Comment expliquez-vous ce vote ? Est-ce un vote-sanction contre les réformes ?
« C’est sans doute partiellement un vote-sanction contre les réformes. Ce qui est intéressant, c’est que quand on regarde les résultats de tous les grands partis, tous sont en retrait à part le Parti communiste qui a réalisé son meilleur score depuis les premières régionales en 2000. La social-démocratie par exemple est en recul de 400 000 voix. La gauche l’a en effet emporté, mais il y a un recul aussi pour elle. »Pour revenir à ce vote qui a le plus bénéficié au Parti communiste, le KSČM, est-ce un vote de protestation ou un vote d’adhésion ?
« C’est partiellement un vote d’adhésion. Il y a des communistes convaincus qui votent toujours pour le parti. Là, le parti a essayé de dire qu’il aurait pu avoir un meilleur résultat si une partie de son électorat n’avait pas voté pour le parti orthodoxe, le KSČ. Mais le KSČM a surtout réussi à obtenir les voix de personnes qui sont en situation de désaveu par rapport au ČSSD. »
Les manchettes de certains journaux lundi matin, parlaient de la « rudá hrozba » la « menace rouge ». Est-ce que vous pensez, au vu de la configuration internet du Parti communiste, quand bien même n’est-il pas réformé, qu’il représente réellement un danger, ou est-ce là des positions alarmistes ?« Je pense que c’est de l’ordre du symbolique et du politicien. Le Parti communiste ne représente à l’heure actuelle aucun danger. Il n’a aucun appui extérieur qui pourrait lui permettre de prendre le pouvoir. Par ailleurs, il se situe dans la continuité des élections de 2008 où il est arrivé au pouvoir dans certaines régions. »
Autre phénomène qu’on a pu observer pendant ce scrutin, le retour de personnes telles que Jiří Čunek, candidat à la présidence de sa région, personnage controversé qui avait disparu de la scène politique… »
« Čunek est un cas très particulier. Il suffit d’aller à Vsetín pour comprendre pourquoi il a ce résultat. Il est très populaire. Même si de loin on peut penser qu’il est impopulaire, qu’il est en retrait, il a un soutien réel dans sa circonscription. Donc il ne me paraît pas être aussi atypique que cela. »

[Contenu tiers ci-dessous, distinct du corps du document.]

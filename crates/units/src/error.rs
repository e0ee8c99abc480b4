//! Error types for unit execution.

use flowunit_http_tools::HttpToolsError;
use thiserror::Error;

#[derive(Error, Debug)]
pub enum UnitError {
    /// A per-call failure outside of any batch item (e.g. while supplying a tool).
    #[error(transparent)]
    Call(#[from] HttpToolsError),

    /// A batch item failed and the batch was aborted.
    #[error("item {index} failed: {source}")]
    ItemFailed {
        index: usize,
        #[source]
        source: HttpToolsError,
    },

    /// Unknown unit kind in a catalog lookup.
    #[error("unknown unit: {0}")]
    UnknownUnit(String),

    /// The unit does not support the requested mode or operation.
    #[error("unsupported: {0}")]
    Unsupported(String),
}

impl UnitError {
    /// Index of the failing batch item, if this error came from one.
    #[must_use]
    pub fn item_index(&self) -> Option<usize> {
        match self {
            Self::ItemFailed { index, .. } => Some(*index),
            _ => None,
        }
    }
}

pub type Result<T> = std::result::Result<T, UnitError>;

On parlait d’un vote-sanction lié aux réformes gouvernementales. Mais est-ce que l’atmosphère de ces dernier temps, avec de multiples affaires de corruption, que ce soit au sein de l’ODS ou du ČSSD, n’a-t-elle pas joué dans ce scrutin ?
« Cela a vraisemblablement joué contre l’ODS, contre la social-démocratie partiellement et aussi contre TOP 09 qui a un résultat sans doute moins bon que ce qu’il espérait avoir. Mais par exemple, certains candidats ODS, je pense notamment à Alexandr Vondra, qui n’ont pas réussi à passer au deuxième tour des sénatoriales. Ce qui est aussi assez marquant. Rajoutons un mot encore sur les partisans de Miloš Zeman qui ont eu un résultat plutôt mauvais par rapport à ce qui était envisagé. Là on voit que le soutien que peut avoir Miloš Zeman pour les prochaines présidentielles ne correspond pas à un soutien à des candidats qui se réclament de lui. »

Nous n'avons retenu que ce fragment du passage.